EXTRACTED ENTRIES Block Start
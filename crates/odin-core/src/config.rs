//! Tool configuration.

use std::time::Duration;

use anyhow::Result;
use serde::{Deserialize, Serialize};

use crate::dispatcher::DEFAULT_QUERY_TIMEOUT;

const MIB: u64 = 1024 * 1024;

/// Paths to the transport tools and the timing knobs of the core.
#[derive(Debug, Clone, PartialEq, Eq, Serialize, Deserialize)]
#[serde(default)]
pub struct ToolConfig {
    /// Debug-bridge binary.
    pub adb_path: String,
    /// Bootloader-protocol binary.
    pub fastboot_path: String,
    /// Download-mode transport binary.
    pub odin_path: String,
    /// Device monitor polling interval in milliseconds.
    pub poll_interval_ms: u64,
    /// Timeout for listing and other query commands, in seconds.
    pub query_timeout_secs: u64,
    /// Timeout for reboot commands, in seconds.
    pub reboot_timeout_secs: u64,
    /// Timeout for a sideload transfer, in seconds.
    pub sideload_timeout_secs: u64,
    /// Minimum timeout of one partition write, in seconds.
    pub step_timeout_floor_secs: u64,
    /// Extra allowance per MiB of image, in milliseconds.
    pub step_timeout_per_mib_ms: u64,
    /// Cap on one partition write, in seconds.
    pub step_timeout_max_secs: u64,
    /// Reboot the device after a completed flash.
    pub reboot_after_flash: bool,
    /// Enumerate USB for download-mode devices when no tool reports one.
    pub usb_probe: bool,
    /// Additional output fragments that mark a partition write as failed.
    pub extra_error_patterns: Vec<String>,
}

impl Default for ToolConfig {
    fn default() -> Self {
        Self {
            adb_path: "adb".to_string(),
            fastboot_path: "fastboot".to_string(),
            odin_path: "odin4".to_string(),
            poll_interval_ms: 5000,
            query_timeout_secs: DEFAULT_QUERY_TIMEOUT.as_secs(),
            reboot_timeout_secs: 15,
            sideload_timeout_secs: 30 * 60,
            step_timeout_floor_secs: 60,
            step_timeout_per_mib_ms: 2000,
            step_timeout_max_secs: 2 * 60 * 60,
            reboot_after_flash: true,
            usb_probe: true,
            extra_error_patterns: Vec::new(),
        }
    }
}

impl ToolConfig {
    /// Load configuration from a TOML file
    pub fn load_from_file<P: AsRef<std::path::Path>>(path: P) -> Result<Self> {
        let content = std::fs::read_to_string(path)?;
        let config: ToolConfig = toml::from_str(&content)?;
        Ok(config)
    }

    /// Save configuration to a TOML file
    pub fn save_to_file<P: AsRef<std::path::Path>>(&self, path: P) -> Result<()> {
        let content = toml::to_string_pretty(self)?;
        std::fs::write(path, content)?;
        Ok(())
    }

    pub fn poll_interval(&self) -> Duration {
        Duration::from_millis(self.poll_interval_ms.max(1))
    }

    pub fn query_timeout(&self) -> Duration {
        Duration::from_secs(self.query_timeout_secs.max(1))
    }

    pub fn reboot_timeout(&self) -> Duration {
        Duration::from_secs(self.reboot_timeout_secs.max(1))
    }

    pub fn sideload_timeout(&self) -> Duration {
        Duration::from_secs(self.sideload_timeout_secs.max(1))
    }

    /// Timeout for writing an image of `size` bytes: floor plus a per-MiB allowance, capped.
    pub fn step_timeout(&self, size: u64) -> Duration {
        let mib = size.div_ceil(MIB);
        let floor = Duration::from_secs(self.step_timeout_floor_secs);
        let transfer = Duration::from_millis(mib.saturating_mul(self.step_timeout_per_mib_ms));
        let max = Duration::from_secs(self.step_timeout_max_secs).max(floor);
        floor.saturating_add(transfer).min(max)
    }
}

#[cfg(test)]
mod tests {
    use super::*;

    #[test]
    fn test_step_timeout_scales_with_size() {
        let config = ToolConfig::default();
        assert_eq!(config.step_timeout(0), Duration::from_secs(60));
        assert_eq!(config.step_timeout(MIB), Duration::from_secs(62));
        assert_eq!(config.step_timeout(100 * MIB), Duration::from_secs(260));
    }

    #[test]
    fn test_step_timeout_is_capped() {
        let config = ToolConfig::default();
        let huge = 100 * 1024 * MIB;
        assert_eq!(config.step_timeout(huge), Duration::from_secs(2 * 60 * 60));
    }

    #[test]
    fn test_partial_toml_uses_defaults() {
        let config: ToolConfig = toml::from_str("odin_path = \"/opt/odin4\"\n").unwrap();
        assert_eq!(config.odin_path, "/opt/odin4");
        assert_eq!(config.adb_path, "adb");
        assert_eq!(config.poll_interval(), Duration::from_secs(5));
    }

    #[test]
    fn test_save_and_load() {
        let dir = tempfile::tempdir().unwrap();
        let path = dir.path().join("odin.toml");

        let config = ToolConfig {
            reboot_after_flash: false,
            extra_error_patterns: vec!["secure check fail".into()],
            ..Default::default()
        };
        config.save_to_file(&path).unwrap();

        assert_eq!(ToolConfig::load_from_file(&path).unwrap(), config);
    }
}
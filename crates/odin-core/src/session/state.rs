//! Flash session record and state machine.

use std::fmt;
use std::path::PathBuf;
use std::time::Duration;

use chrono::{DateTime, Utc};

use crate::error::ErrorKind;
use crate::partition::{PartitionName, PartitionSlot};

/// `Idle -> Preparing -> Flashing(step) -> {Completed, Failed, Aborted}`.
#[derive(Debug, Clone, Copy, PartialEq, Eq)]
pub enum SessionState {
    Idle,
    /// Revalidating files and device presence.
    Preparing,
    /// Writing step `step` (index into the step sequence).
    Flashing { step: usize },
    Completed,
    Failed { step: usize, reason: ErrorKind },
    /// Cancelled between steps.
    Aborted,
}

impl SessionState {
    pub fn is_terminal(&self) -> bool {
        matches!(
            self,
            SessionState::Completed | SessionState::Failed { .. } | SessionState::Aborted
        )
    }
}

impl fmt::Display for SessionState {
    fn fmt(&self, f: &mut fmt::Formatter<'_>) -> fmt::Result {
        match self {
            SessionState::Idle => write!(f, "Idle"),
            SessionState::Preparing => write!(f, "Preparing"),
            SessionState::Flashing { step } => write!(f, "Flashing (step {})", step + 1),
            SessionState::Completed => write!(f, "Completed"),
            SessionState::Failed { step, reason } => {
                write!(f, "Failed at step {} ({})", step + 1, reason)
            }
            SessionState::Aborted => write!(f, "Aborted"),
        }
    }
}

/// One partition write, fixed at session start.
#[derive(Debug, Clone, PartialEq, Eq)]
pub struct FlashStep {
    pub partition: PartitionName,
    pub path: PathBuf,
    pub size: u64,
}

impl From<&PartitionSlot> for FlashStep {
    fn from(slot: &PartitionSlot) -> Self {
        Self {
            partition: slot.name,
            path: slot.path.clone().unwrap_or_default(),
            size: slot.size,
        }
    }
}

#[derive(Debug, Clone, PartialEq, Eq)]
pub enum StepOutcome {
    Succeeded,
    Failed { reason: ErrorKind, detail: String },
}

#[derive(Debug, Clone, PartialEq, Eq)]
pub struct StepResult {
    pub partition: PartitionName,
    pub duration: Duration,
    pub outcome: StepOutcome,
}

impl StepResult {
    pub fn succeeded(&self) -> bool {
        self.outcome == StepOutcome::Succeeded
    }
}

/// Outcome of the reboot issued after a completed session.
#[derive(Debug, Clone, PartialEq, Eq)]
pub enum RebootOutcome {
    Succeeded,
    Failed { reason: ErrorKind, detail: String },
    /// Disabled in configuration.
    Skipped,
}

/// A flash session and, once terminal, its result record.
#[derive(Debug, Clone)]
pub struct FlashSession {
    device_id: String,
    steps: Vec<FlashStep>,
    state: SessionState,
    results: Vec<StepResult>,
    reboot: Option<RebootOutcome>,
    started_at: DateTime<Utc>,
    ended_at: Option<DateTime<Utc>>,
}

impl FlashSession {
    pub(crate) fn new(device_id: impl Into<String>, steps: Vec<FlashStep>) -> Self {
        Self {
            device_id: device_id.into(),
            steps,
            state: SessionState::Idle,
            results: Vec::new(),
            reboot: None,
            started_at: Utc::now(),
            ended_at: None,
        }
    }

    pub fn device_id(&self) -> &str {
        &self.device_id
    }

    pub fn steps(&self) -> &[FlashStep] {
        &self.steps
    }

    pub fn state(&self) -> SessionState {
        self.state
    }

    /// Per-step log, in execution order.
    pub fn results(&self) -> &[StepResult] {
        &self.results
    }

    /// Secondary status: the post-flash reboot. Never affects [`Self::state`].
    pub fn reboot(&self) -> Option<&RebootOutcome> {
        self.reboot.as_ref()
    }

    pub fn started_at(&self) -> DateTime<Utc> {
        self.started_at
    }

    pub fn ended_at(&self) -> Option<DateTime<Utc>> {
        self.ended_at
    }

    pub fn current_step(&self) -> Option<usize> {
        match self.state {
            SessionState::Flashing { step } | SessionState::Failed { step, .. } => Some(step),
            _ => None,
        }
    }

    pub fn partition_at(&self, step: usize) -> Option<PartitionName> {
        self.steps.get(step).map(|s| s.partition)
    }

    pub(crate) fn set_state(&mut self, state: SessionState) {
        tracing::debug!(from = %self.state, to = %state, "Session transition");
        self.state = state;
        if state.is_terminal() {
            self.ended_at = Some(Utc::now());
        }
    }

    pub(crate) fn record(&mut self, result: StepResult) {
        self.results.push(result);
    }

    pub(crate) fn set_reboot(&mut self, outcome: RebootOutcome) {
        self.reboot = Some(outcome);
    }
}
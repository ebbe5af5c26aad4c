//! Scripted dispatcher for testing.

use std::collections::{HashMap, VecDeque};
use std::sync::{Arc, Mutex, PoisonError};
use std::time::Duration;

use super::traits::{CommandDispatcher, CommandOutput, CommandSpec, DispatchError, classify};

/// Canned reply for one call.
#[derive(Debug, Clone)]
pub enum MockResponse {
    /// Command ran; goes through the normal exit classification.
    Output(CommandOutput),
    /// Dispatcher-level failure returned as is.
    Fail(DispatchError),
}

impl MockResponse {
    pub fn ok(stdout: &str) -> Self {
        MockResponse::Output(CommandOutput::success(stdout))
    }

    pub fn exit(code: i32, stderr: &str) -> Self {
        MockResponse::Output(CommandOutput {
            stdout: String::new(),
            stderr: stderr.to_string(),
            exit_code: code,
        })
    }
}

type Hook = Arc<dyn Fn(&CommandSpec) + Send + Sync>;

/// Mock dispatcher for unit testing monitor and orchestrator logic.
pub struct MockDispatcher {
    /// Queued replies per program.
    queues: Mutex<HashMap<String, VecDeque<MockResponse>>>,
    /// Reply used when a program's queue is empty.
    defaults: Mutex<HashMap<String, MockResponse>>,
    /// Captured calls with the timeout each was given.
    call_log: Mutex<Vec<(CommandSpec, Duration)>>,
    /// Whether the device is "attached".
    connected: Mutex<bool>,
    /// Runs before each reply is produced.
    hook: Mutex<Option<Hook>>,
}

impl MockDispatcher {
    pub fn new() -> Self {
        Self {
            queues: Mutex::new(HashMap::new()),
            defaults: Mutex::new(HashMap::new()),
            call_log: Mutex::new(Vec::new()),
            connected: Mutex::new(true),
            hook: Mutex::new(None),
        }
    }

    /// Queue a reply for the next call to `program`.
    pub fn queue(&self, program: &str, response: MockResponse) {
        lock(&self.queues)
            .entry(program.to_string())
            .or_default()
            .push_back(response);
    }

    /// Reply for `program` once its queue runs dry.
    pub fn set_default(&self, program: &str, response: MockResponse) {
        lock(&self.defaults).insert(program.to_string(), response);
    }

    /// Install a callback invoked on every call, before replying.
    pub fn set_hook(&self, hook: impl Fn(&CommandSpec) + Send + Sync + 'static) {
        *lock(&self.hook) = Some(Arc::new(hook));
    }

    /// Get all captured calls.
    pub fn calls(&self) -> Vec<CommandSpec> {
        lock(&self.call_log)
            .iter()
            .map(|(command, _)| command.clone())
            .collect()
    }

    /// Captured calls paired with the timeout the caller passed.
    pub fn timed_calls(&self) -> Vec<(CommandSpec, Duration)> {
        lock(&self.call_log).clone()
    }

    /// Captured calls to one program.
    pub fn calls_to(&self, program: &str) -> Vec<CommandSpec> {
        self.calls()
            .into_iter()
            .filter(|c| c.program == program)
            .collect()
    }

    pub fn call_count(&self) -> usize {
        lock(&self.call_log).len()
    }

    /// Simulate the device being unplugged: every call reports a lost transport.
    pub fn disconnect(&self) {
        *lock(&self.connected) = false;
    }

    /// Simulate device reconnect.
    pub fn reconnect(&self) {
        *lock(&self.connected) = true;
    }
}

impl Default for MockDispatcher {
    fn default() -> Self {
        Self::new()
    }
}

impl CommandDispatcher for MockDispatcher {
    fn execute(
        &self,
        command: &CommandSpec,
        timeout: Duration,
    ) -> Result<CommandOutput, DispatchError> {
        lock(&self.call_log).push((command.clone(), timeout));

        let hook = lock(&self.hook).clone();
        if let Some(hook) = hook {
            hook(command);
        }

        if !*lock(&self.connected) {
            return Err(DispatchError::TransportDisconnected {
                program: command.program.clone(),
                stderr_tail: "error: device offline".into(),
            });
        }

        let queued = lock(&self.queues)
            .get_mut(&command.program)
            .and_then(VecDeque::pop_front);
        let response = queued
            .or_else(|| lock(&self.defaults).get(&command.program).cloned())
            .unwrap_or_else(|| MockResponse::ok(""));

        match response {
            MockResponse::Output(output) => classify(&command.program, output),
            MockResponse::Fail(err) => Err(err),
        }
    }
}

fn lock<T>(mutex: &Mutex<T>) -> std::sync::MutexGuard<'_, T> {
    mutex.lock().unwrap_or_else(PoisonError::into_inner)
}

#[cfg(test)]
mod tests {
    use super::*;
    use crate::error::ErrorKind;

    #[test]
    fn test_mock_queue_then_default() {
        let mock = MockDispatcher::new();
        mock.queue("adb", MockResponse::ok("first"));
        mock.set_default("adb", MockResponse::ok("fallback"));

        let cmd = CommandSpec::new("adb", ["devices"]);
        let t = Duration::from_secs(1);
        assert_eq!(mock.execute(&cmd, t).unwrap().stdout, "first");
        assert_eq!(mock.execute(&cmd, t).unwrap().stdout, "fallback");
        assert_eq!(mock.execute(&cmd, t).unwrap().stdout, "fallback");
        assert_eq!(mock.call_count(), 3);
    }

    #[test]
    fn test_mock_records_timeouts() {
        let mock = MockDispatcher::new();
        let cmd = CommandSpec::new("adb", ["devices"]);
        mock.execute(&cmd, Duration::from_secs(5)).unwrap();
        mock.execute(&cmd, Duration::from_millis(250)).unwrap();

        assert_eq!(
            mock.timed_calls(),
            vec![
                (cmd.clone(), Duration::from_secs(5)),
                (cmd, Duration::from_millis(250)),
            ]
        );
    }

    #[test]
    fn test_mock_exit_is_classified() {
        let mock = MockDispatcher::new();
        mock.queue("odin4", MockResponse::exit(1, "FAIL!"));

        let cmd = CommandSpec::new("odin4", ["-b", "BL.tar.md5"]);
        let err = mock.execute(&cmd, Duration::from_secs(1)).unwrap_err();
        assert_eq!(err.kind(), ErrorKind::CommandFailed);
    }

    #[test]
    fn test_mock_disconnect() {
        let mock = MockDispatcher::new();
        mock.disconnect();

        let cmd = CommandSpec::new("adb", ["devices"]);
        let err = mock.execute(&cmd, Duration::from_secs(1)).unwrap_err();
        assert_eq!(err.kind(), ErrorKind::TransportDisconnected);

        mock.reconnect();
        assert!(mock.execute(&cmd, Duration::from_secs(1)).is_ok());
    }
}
EXTRACTED ENTRIES Block End
▶ AIM OF THE TASK: Could you retype exactly the lines from the first one of the records through the line containing "pub struct ToolConfig", both included, and nothing more?

▶ TASK SOLUTION:
filename crates/odin-core/src/config.rs
//! Tool configuration.

use std::time::Duration;

use anyhow::Result;
use serde::{Deserialize, Serialize};

use crate::dispatcher::DEFAULT_QUERY_TIMEOUT;

const MIB: u64 = 1024 * 1024;

/// Paths to the transport tools and the timing knobs of the core.
#[derive(Debug, Clone, PartialEq, Eq, Serialize, Deserialize)]
#[serde(default)]
pub struct ToolConfig {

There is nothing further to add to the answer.